One of the most memorable personal experiences came during my freshman season. I was scratched into the top heat of the 1650 freestyle on the last night of the SCIAC Championships. It was pouring rain, and we were competing in an outdoor pool. As I stood behind the block, I was shaking – but it wasn’t due to the cold. It was due to the pure adrenaline pumping through my veins.

As the slowest person in the heat, I was seeded to get ninth place. But as only a freshman, I was thrilled to be able to swim in the evening alongside the fastest distance swimmers in the conference, including three of my fellow Athenas.

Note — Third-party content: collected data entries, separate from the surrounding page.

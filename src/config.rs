//! # Prefetch Host Configuration
//!
//! Configuration for the media prefetch pipeline and the host loop driving it.
//!
//! ## Example: TOML Configuration
//!
//! ```toml
//! [prefetch]
//! buffer_size = 8192
//! command_buffer_size = 96
//! ready_threshold_percent = 90
//! low_watermark_percent = 50
//! partial_suffix = ".part"
//!
//! [host]
//! poll_interval_ms = 10
//! log_level = "info"
//! ```
//!
//! Every field is optional; missing ones take the defaults shown above.

// src/config.rs - Single configuration file
use crate::media_prefetch::record::max_flush_size;
use serde::{Deserialize, Serialize};
use thiserror::Error;

#[derive(Debug, Error)]
pub enum ConfigError {
    #[error("IO error: {0}")]
    Io(#[from] std::io::Error),
    #[error("TOML parse error: {0}")]
    Toml(#[from] toml::de::Error),
    #[error("Invalid configuration: {0}")]
    Invalid(String),
}

/// Main configuration struct.
#[derive(Debug, Clone, Default, Deserialize, Serialize)]
pub struct Config {
    #[serde(default)]
    pub prefetch: PrefetchConfig,
    #[serde(default)]
    pub host: HostConfig,
}

/// Ring buffer and line assembly limits.
#[derive(Debug, Clone, Deserialize, Serialize)]
pub struct PrefetchConfig {
    /// Ring buffer capacity in bytes
    #[serde(default = "default_buffer_size")]
    pub buffer_size: usize,
    /// Longest line (including terminator) kept whole; longer lines are cropped
    #[serde(default = "default_command_buffer_size")]
    pub command_buffer_size: usize,
    #[serde(default = "default_ready_threshold_percent")]
    pub ready_threshold_percent: u8,
    #[serde(default = "default_low_watermark_percent")]
    pub low_watermark_percent: u8,
    /// Marker suffix of files still being downloaded
    #[serde(default = "default_partial_suffix")]
    pub partial_suffix: String,
}

impl Default for PrefetchConfig {
    fn default() -> Self {
        Self {
            buffer_size: default_buffer_size(),
            command_buffer_size: default_command_buffer_size(),
            ready_threshold_percent: default_ready_threshold_percent(),
            low_watermark_percent: default_low_watermark_percent(),
            partial_suffix: default_partial_suffix(),
        }
    }
}

impl PrefetchConfig {
    pub fn validate(&self) -> Result<(), ConfigError> {
        // Gcode length is stored in one byte
        if !(2..=256).contains(&self.command_buffer_size) {
            return Err(ConfigError::Invalid(format!(
                "command_buffer_size must be between 2 and 256, got {}",
                self.command_buffer_size
            )));
        }
        let largest_flush = max_flush_size(self.command_buffer_size - 1);
        if self.buffer_size <= largest_flush {
            return Err(ConfigError::Invalid(format!(
                "buffer_size {} cannot hold one full command ({} bytes)",
                self.buffer_size, largest_flush
            )));
        }
        if self.ready_threshold_percent > 100 || self.low_watermark_percent > 100 {
            return Err(ConfigError::Invalid("percentages must be within 0..=100".to_string()));
        }
        Ok(())
    }
}

/// Settings of the `prefetch-host` binary.
#[derive(Debug, Clone, Deserialize, Serialize)]
pub struct HostConfig {
    #[serde(default = "default_poll_interval_ms")]
    pub poll_interval_ms: u64,
    #[serde(default = "default_log_level")]
    pub log_level: String,
}

impl Default for HostConfig {
    fn default() -> Self {
        Self {
            poll_interval_ms: default_poll_interval_ms(),
            log_level: default_log_level(),
        }
    }
}

// Default value functions
fn default_buffer_size() -> usize { 8192 }
fn default_command_buffer_size() -> usize { 96 }
fn default_ready_threshold_percent() -> u8 { 90 }
fn default_low_watermark_percent() -> u8 { 50 }
fn default_partial_suffix() -> String { ".part".to_string() }
fn default_poll_interval_ms() -> u64 { 10 }
fn default_log_level() -> String { "info".to_string() }

/// Load configuration from a TOML file at the given path.
pub fn load_config(path: &str) -> Result<Config, ConfigError> {
    let config: Config = match std::fs::read_to_string(path) {
        Ok(contents) => match toml::from_str(&contents) {
            Ok(config) => config,
            Err(e) => {
                tracing::error!("Failed to parse config TOML: {}", e);
                return Err(ConfigError::Toml(e));
            }
        },
        Err(e) => {
            tracing::error!("Failed to read config file '{}': {}", path, e);
            return Err(ConfigError::Io(e));
        }
    };
    config.prefetch.validate()?;
    Ok(config)
}
// src/media_prefetch/record.rs - Tagged records stored in the prefetch ring
use super::prefetch_fatal;
use super::ring_buffer::RingBuffer;
use krusty_shared::gcode_reader::{RESTORE_INFO_SIZE, StreamRestoreInfo};

/// Record tag, the first byte of every record.
#[derive(Debug, Clone, Copy, PartialEq, Eq)]
#[repr(u8)]
pub enum RecordType {
    /// u8 length + non-terminated gcode bytes
    PlainGcode = 0,

    // 1 is taken by compressed gcode in the firmware format, not produced here

    /// StreamRestoreInfo follows. Emitted whenever the stream restore info changes.
    RestoreInfoUpdate = 2,

    /// u32 absolute stream offset follows
    OffsetUpdate = 3,

    /// u8 offset increase follows
    IncrementalOffsetUpdate = 4,

    /// The following gcode did not fit the command buffer and was cropped. No data.
    CroppedFlag = 5,
}

impl TryFrom<u8> for RecordType {
    type Error = u8;

    fn try_from(value: u8) -> Result<Self, Self::Error> {
        Ok(match value {
            0 => Self::PlainGcode,
            2 => Self::RestoreInfoUpdate,
            3 => Self::OffsetUpdate,
            4 => Self::IncrementalOffsetUpdate,
            5 => Self::CroppedFlag,
            other => return Err(other),
        })
    }
}

#[derive(Debug, Clone, Copy, PartialEq, Eq)]
pub struct RecordHeader {
    pub record_type: RecordType,
}

/// Fixed-size value that can be stored in the ring.
pub trait Entry: Sized {
    const SIZE: usize;

    fn encode(&self, out: &mut [u8]);
    fn decode(bytes: &[u8]) -> Self;
}

/// Largest `Entry::SIZE`, for stack scratch buffers.
const MAX_ENTRY_SIZE: usize = RESTORE_INFO_SIZE;

impl Entry for u8 {
    const SIZE: usize = 1;

    fn encode(&self, out: &mut [u8]) {
        out[0] = *self;
    }

    fn decode(bytes: &[u8]) -> Self {
        bytes[0]
    }
}

impl Entry for u32 {
    const SIZE: usize = 4;

    fn encode(&self, out: &mut [u8]) {
        out.copy_from_slice(&self.to_le_bytes());
    }

    fn decode(bytes: &[u8]) -> Self {
        let mut raw = [0u8; 4];
        raw.copy_from_slice(bytes);
        u32::from_le_bytes(raw)
    }
}

impl Entry for StreamRestoreInfo {
    const SIZE: usize = RESTORE_INFO_SIZE;

    fn encode(&self, out: &mut [u8]) {
        out.copy_from_slice(self.as_bytes());
    }

    fn decode(bytes: &[u8]) -> Self {
        let mut raw = [0u8; RESTORE_INFO_SIZE];
        raw.copy_from_slice(bytes);
        StreamRestoreInfo::from_bytes(raw)
    }
}

impl Entry for RecordHeader {
    const SIZE: usize = 1;

    fn encode(&self, out: &mut [u8]) {
        out[0] = self.record_type as u8;
    }

    fn decode(bytes: &[u8]) -> Self {
        match RecordType::try_from(bytes[0]) {
            Ok(record_type) => Self { record_type },
            Err(tag) => {
                tracing::error!("Unknown prefetch record tag {}", tag);
                prefetch_fatal("unknown record type")
            }
        }
    }
}

/// One record as written to or decoded from the ring.
#[derive(Debug, Clone, Copy, PartialEq, Eq)]
pub enum Record<'a> {
    PlainGcode(&'a [u8]),
    RestoreInfoUpdate(StreamRestoreInfo),
    OffsetUpdate(u32),
    IncrementalOffsetUpdate(u8),
    CroppedFlag,
}

impl Record<'_> {
    /// Encoded size including the header.
    pub fn encoded_len(&self) -> usize {
        RecordHeader::SIZE
            + match self {
                Record::PlainGcode(gcode) => u8::SIZE + gcode.len(),
                Record::RestoreInfoUpdate(_) => StreamRestoreInfo::SIZE,
                Record::OffsetUpdate(_) => u32::SIZE,
                Record::IncrementalOffsetUpdate(_) => u8::SIZE,
                Record::CroppedFlag => 0,
            }
    }

    fn record_type(&self) -> RecordType {
        match self {
            Record::PlainGcode(_) => RecordType::PlainGcode,
            Record::RestoreInfoUpdate(_) => RecordType::RestoreInfoUpdate,
            Record::OffsetUpdate(_) => RecordType::OffsetUpdate,
            Record::IncrementalOffsetUpdate(_) => RecordType::IncrementalOffsetUpdate,
            Record::CroppedFlag => RecordType::CroppedFlag,
        }
    }
}

/// Upper bound of bytes one flushed command can take (all metadata records
/// plus the gcode itself). The ring must be strictly larger than this.
pub fn max_flush_size(max_gcode_len: usize) -> usize {
    Record::RestoreInfoUpdate(StreamRestoreInfo::default()).encoded_len()
        + Record::OffsetUpdate(0).encoded_len()
        + Record::CroppedFlag.encoded_len()
        + RecordHeader::SIZE
        + u8::SIZE
        + max_gcode_len
}

/// Worker-side view of the ring: writes at its own tail, bounded by the last
/// known read head.
pub struct RecordWriter<'a> {
    ring: &'a mut RingBuffer,
    write_pos: &'a mut usize,
    read_head: usize,
}

impl<'a> RecordWriter<'a> {
    pub fn new(ring: &'a mut RingBuffer, write_pos: &'a mut usize, read_head: usize) -> Self {
        Self { ring, write_pos, read_head }
    }

    pub fn can_write_entry_raw(&self, bytes: usize) -> bool {
        self.ring.can_write(*self.write_pos, self.read_head, bytes)
    }

    pub fn write_entry_raw(&mut self, data: &[u8]) {
        self.ring.write(self.write_pos, self.read_head, data);
    }

    pub fn write_entry<T: Entry>(&mut self, value: &T) {
        let mut scratch = [0u8; MAX_ENTRY_SIZE];
        value.encode(&mut scratch[..T::SIZE]);
        self.write_entry_raw(&scratch[..T::SIZE]);
    }

    /// Writes all `records` or nothing. Returns false if they don't fit.
    pub fn write_records(&mut self, records: &[Record<'_>]) -> bool {
        let total: usize = records.iter().map(Record::encoded_len).sum();
        if !self.can_write_entry_raw(total) {
            return false;
        }

        for record in records {
            self.write_entry(&RecordHeader {
                record_type: record.record_type(),
            });
            match record {
                Record::PlainGcode(gcode) => {
                    // One byte encodes the length
                    let Ok(len) = u8::try_from(gcode.len()) else {
                        prefetch_fatal("gcode too long for a record");
                    };
                    self.write_entry(&len);
                    self.write_entry_raw(gcode);
                }
                Record::RestoreInfoUpdate(info) => self.write_entry(info),
                Record::OffsetUpdate(offset) => self.write_entry(offset),
                Record::IncrementalOffsetUpdate(diff) => self.write_entry(diff),
                Record::CroppedFlag => {}
            }
        }

        true
    }
}

/// Manager-side view of the ring: reads at the head, bounded by the published tail.
pub struct RecordReader<'a> {
    ring: &'a RingBuffer,
    read_pos: &'a mut usize,
    read_tail: usize,
}

impl<'a> RecordReader<'a> {
    pub fn new(ring: &'a RingBuffer, read_pos: &'a mut usize, read_tail: usize) -> Self {
        Self { ring, read_pos, read_tail }
    }

    pub fn can_read_entry_raw(&self, bytes: usize) -> bool {
        self.ring.can_read(*self.read_pos, self.read_tail, bytes)
    }

    pub fn read_entry_raw(&mut self, out: &mut [u8]) {
        self.ring.read(self.read_pos, self.read_tail, out);
    }

    pub fn read_entry<T: Entry>(&mut self) -> T {
        let mut scratch = [0u8; MAX_ENTRY_SIZE];
        self.read_entry_raw(&mut scratch[..T::SIZE]);
        T::decode(&scratch[..T::SIZE])
    }

    /// Decodes the next record. Gcode bytes land in `gcode`, which the
    /// returned `PlainGcode` borrows.
    pub fn read_record<'b>(&mut self, gcode: &'b mut Vec<u8>) -> Record<'b> {
        let header: RecordHeader = self.read_entry();
        match header.record_type {
            RecordType::PlainGcode => {
                let len = self.read_entry::<u8>() as usize;
                gcode.clear();
                gcode.resize(len, 0);
                self.read_entry_raw(gcode);
                Record::PlainGcode(gcode.as_slice())
            }
            RecordType::RestoreInfoUpdate => Record::RestoreInfoUpdate(self.read_entry()),
            RecordType::OffsetUpdate => Record::OffsetUpdate(self.read_entry()),
            RecordType::IncrementalOffsetUpdate => Record::IncrementalOffsetUpdate(self.read_entry()),
            RecordType::CroppedFlag => Record::CroppedFlag,
        }
    }
}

I dove in and started pacing my mile exactly as I had in the dual meets before. However, around the 300-yard mark, I realized I had more in me. I started pulling harder and attacking my flipturns with more force. Before I knew it, I was passing the girl in the lane next to me. And then the girl in the lane next to her. Something came over me, and suddenly I was no longer cautious, no longer questioning whether or not I should preserve my energy. I just went for it.

I finished the race in fourth place, beating my best time by over 26 seconds, and breaking the 18-minute barrier for the first time in my life. It was something I never thought I could do and I know I couldn’t have done it without spending the previous six months surrounded by dedicated, enthusiastic, and hard-working Athenas and Stags.

Through countless hours in the pool, we pushed ourselves not only physically, but mentally as well. We gained confidence in our abilities by grinding through hard sets, reaching new maxes in the weight room, and striving to be better swimmers by the end of the day than we were at the start. In that first season and the three to follow, I gained the confidence and found the inspiration I needed to carry me to new personal bests and team victories.

It has not always been easy. There have been many days when I set my alarm for 6 a.m. and didn’t close my eyes to sleep until two the next morning. There have been aches and pains, dry skin, damaged hair, and chlorine burn, but these inconveniences were never enough to keep me from returning to the pool, and to the teammates I see as family.  

As I approach my final SCIAC meet, I recognize that although my days as a CMS swimmer are numbered, I will forever be an Athena and a member of the CMS Swim & Dive community.

Being a CMS athlete has shaped me into the strong, ambitious, and empowered individual that I am today. My relationships with teammates and coaches have blossomed into lifelong friendships, and I have made memories that will bring a smile to my face no matter where I am or what I am doing. Because of that, I know I will never truly be a swammer.

I am forever grateful for my time as a CMS athlete, my coaches, teammates, and the CMS community.